◆ Exercise details ◆
Look for "Returns" in each line of the entries, and return the matching lines.

****************************************

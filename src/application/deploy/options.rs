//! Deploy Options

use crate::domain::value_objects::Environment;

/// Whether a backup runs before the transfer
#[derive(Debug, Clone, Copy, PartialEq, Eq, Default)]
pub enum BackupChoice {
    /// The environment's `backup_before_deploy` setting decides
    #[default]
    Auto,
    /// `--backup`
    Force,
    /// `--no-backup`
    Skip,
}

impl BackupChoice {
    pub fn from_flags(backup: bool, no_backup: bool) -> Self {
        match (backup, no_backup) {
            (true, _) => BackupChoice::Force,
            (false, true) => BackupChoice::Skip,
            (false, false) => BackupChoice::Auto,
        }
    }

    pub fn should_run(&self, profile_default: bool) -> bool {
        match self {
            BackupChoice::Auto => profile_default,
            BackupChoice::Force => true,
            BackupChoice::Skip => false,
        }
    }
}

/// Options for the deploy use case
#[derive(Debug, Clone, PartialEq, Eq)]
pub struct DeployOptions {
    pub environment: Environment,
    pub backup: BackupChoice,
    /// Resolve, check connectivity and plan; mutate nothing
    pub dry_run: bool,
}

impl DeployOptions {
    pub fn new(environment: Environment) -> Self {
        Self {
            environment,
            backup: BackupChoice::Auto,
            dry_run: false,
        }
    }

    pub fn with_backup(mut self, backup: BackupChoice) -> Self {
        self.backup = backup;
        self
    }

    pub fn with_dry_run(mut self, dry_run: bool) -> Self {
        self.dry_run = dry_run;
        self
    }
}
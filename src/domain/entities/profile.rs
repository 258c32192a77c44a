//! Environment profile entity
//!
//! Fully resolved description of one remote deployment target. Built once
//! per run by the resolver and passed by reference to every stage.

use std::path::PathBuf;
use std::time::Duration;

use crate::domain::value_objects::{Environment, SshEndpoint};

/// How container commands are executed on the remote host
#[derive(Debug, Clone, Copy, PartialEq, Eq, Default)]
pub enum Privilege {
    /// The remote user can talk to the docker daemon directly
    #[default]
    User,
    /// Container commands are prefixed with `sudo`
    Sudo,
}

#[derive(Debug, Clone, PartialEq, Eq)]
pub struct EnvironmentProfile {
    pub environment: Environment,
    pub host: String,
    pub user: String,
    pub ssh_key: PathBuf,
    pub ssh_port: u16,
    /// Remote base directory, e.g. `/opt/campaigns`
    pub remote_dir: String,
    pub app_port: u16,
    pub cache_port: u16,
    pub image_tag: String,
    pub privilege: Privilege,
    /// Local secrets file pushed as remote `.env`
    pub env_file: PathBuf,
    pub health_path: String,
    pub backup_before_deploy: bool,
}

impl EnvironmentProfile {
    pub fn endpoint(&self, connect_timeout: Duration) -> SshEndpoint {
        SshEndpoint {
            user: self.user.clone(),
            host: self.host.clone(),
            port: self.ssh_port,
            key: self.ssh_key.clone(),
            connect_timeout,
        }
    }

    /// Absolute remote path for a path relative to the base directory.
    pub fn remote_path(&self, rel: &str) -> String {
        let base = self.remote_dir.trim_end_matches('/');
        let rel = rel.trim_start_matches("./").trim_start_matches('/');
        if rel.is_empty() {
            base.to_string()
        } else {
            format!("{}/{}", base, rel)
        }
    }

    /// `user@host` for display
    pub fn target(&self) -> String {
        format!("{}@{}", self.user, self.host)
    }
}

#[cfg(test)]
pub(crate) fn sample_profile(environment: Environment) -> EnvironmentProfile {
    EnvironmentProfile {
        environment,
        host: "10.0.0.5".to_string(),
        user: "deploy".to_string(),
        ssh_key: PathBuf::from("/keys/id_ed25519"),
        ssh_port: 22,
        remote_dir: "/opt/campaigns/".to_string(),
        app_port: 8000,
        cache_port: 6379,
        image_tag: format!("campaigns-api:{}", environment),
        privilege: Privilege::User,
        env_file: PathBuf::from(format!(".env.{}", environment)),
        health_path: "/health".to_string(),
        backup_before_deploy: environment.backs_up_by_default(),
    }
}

****************************************

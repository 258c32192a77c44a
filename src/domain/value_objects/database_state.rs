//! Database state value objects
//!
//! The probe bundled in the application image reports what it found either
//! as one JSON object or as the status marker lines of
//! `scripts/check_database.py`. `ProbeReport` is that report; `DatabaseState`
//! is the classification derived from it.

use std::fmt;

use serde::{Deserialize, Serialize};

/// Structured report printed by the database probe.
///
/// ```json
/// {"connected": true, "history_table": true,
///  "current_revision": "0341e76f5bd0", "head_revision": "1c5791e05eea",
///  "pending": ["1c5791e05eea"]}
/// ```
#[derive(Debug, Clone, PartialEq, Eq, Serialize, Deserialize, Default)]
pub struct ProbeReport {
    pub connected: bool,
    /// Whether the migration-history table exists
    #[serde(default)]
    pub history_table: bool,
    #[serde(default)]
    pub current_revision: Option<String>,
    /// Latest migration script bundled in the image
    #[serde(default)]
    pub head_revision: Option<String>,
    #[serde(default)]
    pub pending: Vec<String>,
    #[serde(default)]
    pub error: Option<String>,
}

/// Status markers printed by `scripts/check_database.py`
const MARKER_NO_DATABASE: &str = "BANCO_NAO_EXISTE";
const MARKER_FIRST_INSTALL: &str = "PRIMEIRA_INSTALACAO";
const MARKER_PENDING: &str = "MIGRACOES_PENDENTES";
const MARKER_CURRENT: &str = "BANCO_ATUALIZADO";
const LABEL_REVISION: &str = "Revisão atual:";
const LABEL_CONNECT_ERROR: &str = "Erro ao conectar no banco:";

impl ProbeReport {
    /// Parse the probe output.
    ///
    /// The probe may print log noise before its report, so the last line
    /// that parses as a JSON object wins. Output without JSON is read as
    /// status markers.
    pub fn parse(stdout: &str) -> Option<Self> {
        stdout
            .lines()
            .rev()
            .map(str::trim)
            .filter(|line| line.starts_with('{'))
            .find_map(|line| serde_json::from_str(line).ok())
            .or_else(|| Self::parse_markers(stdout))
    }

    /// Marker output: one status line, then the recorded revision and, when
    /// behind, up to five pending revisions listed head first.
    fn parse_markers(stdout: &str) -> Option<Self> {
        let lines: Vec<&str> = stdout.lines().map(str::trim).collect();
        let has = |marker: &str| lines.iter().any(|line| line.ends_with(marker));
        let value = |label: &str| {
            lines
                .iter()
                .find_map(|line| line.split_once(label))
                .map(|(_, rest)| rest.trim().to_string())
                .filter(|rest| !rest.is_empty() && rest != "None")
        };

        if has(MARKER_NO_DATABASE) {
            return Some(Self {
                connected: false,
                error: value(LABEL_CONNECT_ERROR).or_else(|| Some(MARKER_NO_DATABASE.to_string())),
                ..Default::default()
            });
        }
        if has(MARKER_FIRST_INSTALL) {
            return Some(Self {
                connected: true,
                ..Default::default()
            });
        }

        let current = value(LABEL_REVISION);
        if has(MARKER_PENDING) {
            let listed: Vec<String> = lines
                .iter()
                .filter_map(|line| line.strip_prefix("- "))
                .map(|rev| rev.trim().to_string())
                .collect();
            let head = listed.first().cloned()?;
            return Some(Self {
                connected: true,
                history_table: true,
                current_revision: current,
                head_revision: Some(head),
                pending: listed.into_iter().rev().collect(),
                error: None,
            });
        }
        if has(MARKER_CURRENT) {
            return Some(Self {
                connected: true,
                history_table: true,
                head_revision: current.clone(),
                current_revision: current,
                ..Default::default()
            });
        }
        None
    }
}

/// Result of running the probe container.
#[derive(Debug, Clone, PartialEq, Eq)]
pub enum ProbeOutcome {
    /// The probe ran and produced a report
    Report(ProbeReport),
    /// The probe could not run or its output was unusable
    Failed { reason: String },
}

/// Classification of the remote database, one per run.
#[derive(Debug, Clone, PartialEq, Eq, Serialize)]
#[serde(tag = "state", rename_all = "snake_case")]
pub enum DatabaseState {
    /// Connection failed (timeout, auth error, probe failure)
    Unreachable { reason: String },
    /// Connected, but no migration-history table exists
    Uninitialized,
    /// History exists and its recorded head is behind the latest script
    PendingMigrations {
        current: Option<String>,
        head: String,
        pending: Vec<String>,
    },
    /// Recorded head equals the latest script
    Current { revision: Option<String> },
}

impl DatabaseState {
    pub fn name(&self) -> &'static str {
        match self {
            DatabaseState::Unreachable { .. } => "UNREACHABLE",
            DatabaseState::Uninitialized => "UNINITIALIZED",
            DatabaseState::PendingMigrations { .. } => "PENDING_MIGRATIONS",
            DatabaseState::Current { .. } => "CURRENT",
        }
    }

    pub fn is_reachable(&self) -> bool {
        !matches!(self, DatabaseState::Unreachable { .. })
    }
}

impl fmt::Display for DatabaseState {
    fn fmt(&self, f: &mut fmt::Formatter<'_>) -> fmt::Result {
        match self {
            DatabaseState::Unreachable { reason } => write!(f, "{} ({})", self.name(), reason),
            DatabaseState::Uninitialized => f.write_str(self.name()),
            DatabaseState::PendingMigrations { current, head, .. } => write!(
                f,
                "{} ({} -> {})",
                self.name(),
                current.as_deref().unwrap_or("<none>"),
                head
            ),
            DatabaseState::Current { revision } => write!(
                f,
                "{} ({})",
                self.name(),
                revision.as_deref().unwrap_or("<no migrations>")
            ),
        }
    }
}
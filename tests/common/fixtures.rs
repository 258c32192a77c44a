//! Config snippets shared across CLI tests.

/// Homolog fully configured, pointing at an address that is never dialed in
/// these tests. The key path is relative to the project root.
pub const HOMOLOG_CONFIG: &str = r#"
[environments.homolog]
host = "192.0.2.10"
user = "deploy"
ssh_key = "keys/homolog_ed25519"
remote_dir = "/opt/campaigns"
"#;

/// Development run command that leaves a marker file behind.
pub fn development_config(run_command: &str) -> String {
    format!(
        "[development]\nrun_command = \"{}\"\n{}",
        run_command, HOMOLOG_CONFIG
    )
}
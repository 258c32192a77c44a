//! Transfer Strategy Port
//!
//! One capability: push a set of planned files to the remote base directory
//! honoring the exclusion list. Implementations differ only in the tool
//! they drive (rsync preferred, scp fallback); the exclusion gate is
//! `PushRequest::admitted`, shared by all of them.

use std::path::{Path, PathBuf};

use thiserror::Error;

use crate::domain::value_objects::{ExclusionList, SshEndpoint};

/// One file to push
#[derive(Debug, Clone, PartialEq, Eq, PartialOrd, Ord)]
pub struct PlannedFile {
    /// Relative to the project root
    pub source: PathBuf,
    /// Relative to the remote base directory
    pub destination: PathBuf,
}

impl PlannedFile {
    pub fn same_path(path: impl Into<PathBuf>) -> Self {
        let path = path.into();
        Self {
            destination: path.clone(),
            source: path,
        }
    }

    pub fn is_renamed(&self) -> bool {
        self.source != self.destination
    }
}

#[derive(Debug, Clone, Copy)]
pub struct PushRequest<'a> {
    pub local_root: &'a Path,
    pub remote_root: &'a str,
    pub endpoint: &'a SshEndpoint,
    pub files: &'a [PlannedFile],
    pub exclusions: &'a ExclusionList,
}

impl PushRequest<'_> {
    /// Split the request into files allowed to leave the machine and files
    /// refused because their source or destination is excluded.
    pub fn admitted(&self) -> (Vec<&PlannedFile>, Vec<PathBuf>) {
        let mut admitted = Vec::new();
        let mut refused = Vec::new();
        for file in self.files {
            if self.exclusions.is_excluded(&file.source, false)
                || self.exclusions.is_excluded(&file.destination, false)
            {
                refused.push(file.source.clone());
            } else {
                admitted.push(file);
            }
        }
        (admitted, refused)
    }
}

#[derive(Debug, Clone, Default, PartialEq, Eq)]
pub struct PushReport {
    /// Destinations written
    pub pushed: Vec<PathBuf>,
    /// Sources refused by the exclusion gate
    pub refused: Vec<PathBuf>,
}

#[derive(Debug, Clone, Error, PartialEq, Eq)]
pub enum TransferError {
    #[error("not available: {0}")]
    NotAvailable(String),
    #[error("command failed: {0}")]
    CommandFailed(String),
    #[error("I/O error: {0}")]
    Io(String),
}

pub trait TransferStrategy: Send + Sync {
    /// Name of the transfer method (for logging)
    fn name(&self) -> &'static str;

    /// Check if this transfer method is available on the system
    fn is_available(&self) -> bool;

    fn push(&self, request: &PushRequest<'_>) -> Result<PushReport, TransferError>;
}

****************************************

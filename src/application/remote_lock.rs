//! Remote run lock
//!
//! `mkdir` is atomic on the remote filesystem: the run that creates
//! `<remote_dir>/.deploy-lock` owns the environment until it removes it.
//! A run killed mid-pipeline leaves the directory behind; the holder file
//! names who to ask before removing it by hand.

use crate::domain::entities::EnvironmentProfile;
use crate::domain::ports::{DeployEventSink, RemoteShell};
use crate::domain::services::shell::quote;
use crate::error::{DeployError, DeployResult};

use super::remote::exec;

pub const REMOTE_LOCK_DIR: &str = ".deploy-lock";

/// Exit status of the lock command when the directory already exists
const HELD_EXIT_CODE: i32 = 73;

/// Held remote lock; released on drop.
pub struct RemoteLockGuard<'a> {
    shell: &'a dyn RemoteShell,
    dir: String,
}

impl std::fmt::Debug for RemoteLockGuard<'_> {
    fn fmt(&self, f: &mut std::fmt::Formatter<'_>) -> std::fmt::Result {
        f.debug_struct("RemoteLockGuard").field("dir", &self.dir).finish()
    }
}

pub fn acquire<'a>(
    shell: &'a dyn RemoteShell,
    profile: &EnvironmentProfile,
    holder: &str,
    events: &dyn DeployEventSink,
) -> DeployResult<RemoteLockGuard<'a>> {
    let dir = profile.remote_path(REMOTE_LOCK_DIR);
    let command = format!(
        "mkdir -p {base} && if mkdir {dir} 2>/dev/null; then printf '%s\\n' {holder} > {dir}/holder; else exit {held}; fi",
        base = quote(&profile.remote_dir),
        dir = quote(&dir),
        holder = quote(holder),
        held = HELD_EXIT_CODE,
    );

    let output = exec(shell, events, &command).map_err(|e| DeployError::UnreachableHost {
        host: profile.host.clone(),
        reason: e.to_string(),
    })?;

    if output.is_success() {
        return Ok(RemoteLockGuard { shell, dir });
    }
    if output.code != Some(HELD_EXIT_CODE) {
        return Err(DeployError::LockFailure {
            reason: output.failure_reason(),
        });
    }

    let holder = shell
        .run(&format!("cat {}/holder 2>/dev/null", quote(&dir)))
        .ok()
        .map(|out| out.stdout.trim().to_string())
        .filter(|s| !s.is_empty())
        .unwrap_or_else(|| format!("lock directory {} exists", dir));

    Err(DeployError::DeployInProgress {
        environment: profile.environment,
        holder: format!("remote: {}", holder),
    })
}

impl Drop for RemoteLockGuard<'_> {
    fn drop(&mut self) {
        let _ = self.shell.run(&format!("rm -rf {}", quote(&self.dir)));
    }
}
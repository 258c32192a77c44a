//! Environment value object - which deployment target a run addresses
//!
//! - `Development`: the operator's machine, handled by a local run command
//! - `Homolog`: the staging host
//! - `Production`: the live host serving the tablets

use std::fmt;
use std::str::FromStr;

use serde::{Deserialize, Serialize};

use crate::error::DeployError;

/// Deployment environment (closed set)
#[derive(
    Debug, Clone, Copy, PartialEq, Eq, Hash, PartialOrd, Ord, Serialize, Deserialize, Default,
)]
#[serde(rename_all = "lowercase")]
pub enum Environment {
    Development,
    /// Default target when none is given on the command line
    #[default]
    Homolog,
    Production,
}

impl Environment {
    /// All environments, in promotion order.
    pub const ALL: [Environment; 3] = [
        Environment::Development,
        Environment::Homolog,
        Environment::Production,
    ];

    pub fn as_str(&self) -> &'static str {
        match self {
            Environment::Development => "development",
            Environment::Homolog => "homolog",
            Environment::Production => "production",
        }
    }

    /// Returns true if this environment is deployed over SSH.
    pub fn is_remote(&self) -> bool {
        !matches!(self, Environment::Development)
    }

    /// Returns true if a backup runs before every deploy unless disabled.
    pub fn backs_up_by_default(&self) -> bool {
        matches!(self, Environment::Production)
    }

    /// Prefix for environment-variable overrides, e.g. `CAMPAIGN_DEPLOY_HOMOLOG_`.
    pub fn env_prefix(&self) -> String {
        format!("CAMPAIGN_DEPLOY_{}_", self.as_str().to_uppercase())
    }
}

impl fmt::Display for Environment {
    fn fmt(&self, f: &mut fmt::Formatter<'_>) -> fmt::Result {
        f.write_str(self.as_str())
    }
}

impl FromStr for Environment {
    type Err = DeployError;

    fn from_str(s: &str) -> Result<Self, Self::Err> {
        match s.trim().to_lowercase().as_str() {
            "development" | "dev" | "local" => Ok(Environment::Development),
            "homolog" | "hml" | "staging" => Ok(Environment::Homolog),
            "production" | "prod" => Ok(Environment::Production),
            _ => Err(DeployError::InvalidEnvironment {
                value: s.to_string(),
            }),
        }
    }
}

****************************************

◆ Answer section ◆
    /// Returns true if this environment is deployed over SSH.
    /// Returns true if a backup runs before every deploy unless disabled.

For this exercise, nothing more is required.